As proved in Chapter 12, any closed connected orientable 3-manifold can be obtained by the process of surgery on a framed link in S ³. Any invariant of framed links can be applied to such a surgery prescription in the hope of finding an invariant of the 3-manifold. That would need to be some entity associated to the 3-manifold and not just to the particular surgery description; it would need to be unchanged by all possible Kirby moves. An elementary example comes from the idea of linking numbers. A framed link (with components temporarily ordered and oriented) has a linking matrix. This is the symmetric matrix with entries the linking numbers between the pairs of components of the link. The linking number of a component with itself (a diagonal term of the matrix) is taken to be the integer that gives the framing of that component. This linking matrix can easily be seen to be a presentation matrix (in the sense of Chapter 6) for the first homology of the 3-manifold arising from surgery on the framed link. Thus the modulus of the determinant of the matrix, if it is non-zero, is the order of that homology group and the nullity of the matrix is the first Betti number of the manifold. It is easy to check that these numerical invariants do indeed remain unchanged by Kirby moves on the framed link. This, however, is not too exciting, as homology is long and better understood by other means. One might hope to emulate this procedure by a simple direct application of some link invariant. The Alexander polynomial and the Jones polynomial fail in that respect. This chapter explains how the Jones polynomial can nevertheless be amplified to achieve a 3-manifold invariant.

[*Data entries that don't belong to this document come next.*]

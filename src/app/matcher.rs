use crate::app::models::Query;
use deunicode::deunicode;
use std::borrow::Cow;

/// Decides which candidate names satisfy a query.
///
/// Folding (accents first, then case) only affects the comparison; callers
/// always get the original spelling back.
pub struct Matcher<'a> {
    query: &'a Query,
    needle: Cow<'a, str>,
    case_sensitive: bool,
    fold_accents: bool,
}

impl<'a> Matcher<'a> {
    pub fn new(query: &'a Query, case_sensitive: bool, fold_accents: bool) -> Self {
        let needle = match query {
            Query::Literal(s) => fold(s, case_sensitive, fold_accents),
            Query::Pattern(_) => Cow::Borrowed(""),
        };

        Self {
            query,
            needle,
            case_sensitive,
            fold_accents,
        }
    }

    pub fn is_match(&self, candidate: &str) -> bool {
        let haystack = fold(candidate, self.case_sensitive, self.fold_accents);
        match self.query {
            Query::Literal(_) => haystack.contains(self.needle.as_ref()),
            Query::Pattern(re) => re.is_match(&haystack),
        }
    }

    /// The subset of `candidates` that match, in their original order.
    pub fn select<'c, S>(&self, candidates: &'c [S]) -> Vec<&'c S>
    where
        S: AsRef<str>,
    {
        candidates
            .iter()
            .filter(|c| self.is_match(c.as_ref()))
            .collect()
    }
}

fn fold(s: &str, case_sensitive: bool, fold_accents: bool) -> Cow<'_, str> {
    let mut out = Cow::Borrowed(s);
    if fold_accents && !s.is_ascii() {
        out = Cow::Owned(deunicode(&out));
    }
    if !case_sensitive {
        out = Cow::Owned(out.to_lowercase());
    }
    out
}

/// Strips diacritics the same way candidates are folded before comparison.
pub fn fold_accents(s: &str) -> String {
    deunicode(s)
}

/// Rewrites every `/`, `\` or `\\` in `path` to `sep`.
pub fn force_separator(path: &str, sep: char) -> String {
    path.replace("\\\\", "/")
        .chars()
        .map(|c| if c == '/' || c == '\\' { sep } else { c })
        .collect()
}

/// `"MD"`, `"md"`, `".md"` and `"..md"` all become `".md"`.
pub fn normalize_extension(ext: &str) -> String {
    format!(".{}", ext.trim().trim_start_matches('.').to_lowercase())
}
use findhelp::app;
use findhelp::app::error::SearchError;
use std::process::ExitCode;

fn main() -> ExitCode {
    env_logger::Builder::from_env(env_logger::Env::default().default_filter_or("info")).init();

    match app::run() {
        Ok(()) => ExitCode::SUCCESS,
        Err(err) => {
            log::error!("{:#}", err);
            // Bad arguments exit with 2, failures during the search with 1.
            let setup = err
                .downcast_ref::<SearchError>()
                .is_some_and(SearchError::is_setup_error);
            ExitCode::from(if setup { 2 } else { 1 })
        }
    }
}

Roughly, the idea is to take a linear sum of the Jones polynomials, evaluated at a complex root of unity, of copies of the link with the components replaced by various parallels of the original components. The resulting invariants are known as Witten’s quantum SU _q (2) 3-manifold invariants. The details are somewhat intricate and, as might be expected, will here be eased by the simplifying approach of the Kauffman bracket and the linear skein theory associated with it. The Temperley-Lieb algebras appear as instances of that theory. E. Witten’s initiation of this topic can be found in [135].